The Interferon-inducible NAMPT acts as a protein phosphoribosylase to restrict viral infection
Abstract
As obligate intracellular pathogens, viruses often activate host metabolic enzymes to supply intermediates that support progeny production. Nicotinamide phosphoribosyltransferase (NAMPT), the rate-limiting enzyme of the salvage NAD+ synthesis, is an interferon-inducible protein that inhibits the replication of several RNA and DNA viruses with unknown mechanism. Here we report that NAMPT restricts herpes simplex virus 1 (HSV-1) replication via phosphoribosyl-hydrolase activity toward key viral structural proteins, independent of NAD+ synthesis.

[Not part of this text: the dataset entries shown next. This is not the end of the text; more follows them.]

//! Retry budget carried inside the bootstrap credential
//!
//! The counter lives on the wire as the decimal text of a non-negative
//! integer under [`AUTO_IMPORT_RETRY_KEY`]. It is parsed into a
//! [`RetryBudget`] only when an import attempt fails, so a malformed counter
//! never blocks a successful import.
//!
//! On each failure the budget is consumed by one. When it would go below zero
//! the credential is deleted instead of rewritten, which makes the
//! credential's existence the single signal that an import is still pending.

use crate::error::{Error, Result};
use crate::model::{BootstrapCredential, AUTO_IMPORT_RETRY_KEY};

/// Remaining failure-tolerant attempts
#[derive(Clone, Copy, Debug, PartialEq, Eq)]
pub struct RetryBudget {
    remaining: u32,
}

/// What the caller must do with the credential after a failed attempt
#[derive(Clone, Debug, PartialEq)]
pub enum BudgetAction {
    /// Persist `credential`; only the retry counter differs from the input
    Decrement {
        credential: BootstrapCredential,
        remaining: u32,
    },
    /// Budget exhausted, delete the credential without rewriting it
    DeleteExhausted,
}

impl BudgetAction {
    /// Counter value the failed attempt was charged against
    pub fn charged(&self) -> u32 {
        match self {
            BudgetAction::Decrement { remaining, .. } => remaining + 1,
            BudgetAction::DeleteExhausted => 0,
        }
    }
}

impl RetryBudget {
    pub fn new(remaining: u32) -> Self {
        Self { remaining }
    }

    pub fn remaining(&self) -> u32 {
        self.remaining
    }

    /// Parse the wire representation. Anything but plain decimal digits is rejected.
    pub fn parse(raw: &[u8]) -> Result<Self> {
        let text = std::str::from_utf8(raw)
            .map_err(|_| Error::config(format!("{} is not valid UTF-8", AUTO_IMPORT_RETRY_KEY)))?;
        if text.is_empty() || !text.bytes().all(|b| b.is_ascii_digit()) {
            return Err(Error::config(format!(
                "{} must be a non-negative integer, got '{}'",
                AUTO_IMPORT_RETRY_KEY, text
            )));
        }
        let remaining = text.parse::<u32>().map_err(|e| {
            Error::config(format!("{} is out of range '{}': {}", AUTO_IMPORT_RETRY_KEY, text, e))
        })?;
        Ok(Self { remaining })
    }

    /// Read the budget from a credential. A missing counter is an error, never a default.
    pub fn from_credential(credential: &BootstrapCredential) -> Result<Self> {
        let raw = credential.get(AUTO_IMPORT_RETRY_KEY).ok_or_else(|| {
            Error::config(format!(
                "{} is missing from secret {}",
                AUTO_IMPORT_RETRY_KEY,
                credential.key()
            ))
        })?;
        Self::parse(raw)
    }

    /// Wire representation of the budget
    pub fn encode(&self) -> Vec<u8> {
        self.remaining.to_string().into_bytes()
    }

    /// Spend one attempt; `None` once the budget is exhausted
    pub fn consume(self) -> Option<Self> {
        self.remaining.checked_sub(1).map(Self::new)
    }

    /// Write this budget into a copy of the credential, leaving every other field alone
    pub fn apply_to(&self, credential: &BootstrapCredential) -> BootstrapCredential {
        let mut updated = credential.clone();
        updated
            .data
            .insert(AUTO_IMPORT_RETRY_KEY.to_string(), self.encode());
        updated
    }

    /// What a failed attempt does to `credential`, given this budget was read from it
    pub fn after_failure(self, credential: &BootstrapCredential) -> BudgetAction {
        match self.consume() {
            Some(next) => BudgetAction::Decrement {
                credential: next.apply_to(credential),
                remaining: next.remaining,
            },
            None => BudgetAction::DeleteExhausted,
        }
    }
}

/// Decide what a failed import attempt does to the credential
pub fn on_failure(credential: &BootstrapCredential) -> Result<BudgetAction> {
    Ok(RetryBudget::from_credential(credential)?.after_failure(credential))
}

Deep mining of enriched phosphopeptides of HSV-1-infected cells identified phosphoribosylated viral structural proteins, particularly glycoproteins and tegument proteins. Indeed, NAMPT de-phosphoribosylates viral proteins in vitro and in cells. Chimeric and recombinant HSV-1 carrying phosphoribosylation-resistant mutations show that phosphoribosylation promotes the incorporation of structural proteins into HSV-1 virions and subsequent virus entry. Moreover, loss of NAMPT renders mice highly susceptible to HSV-1 infection. The work describes a hidden enzyme activity of a metabolic enzyme in viral infection and host defense, offering a system to interrogate roles of phosphoribosylation in metazoans.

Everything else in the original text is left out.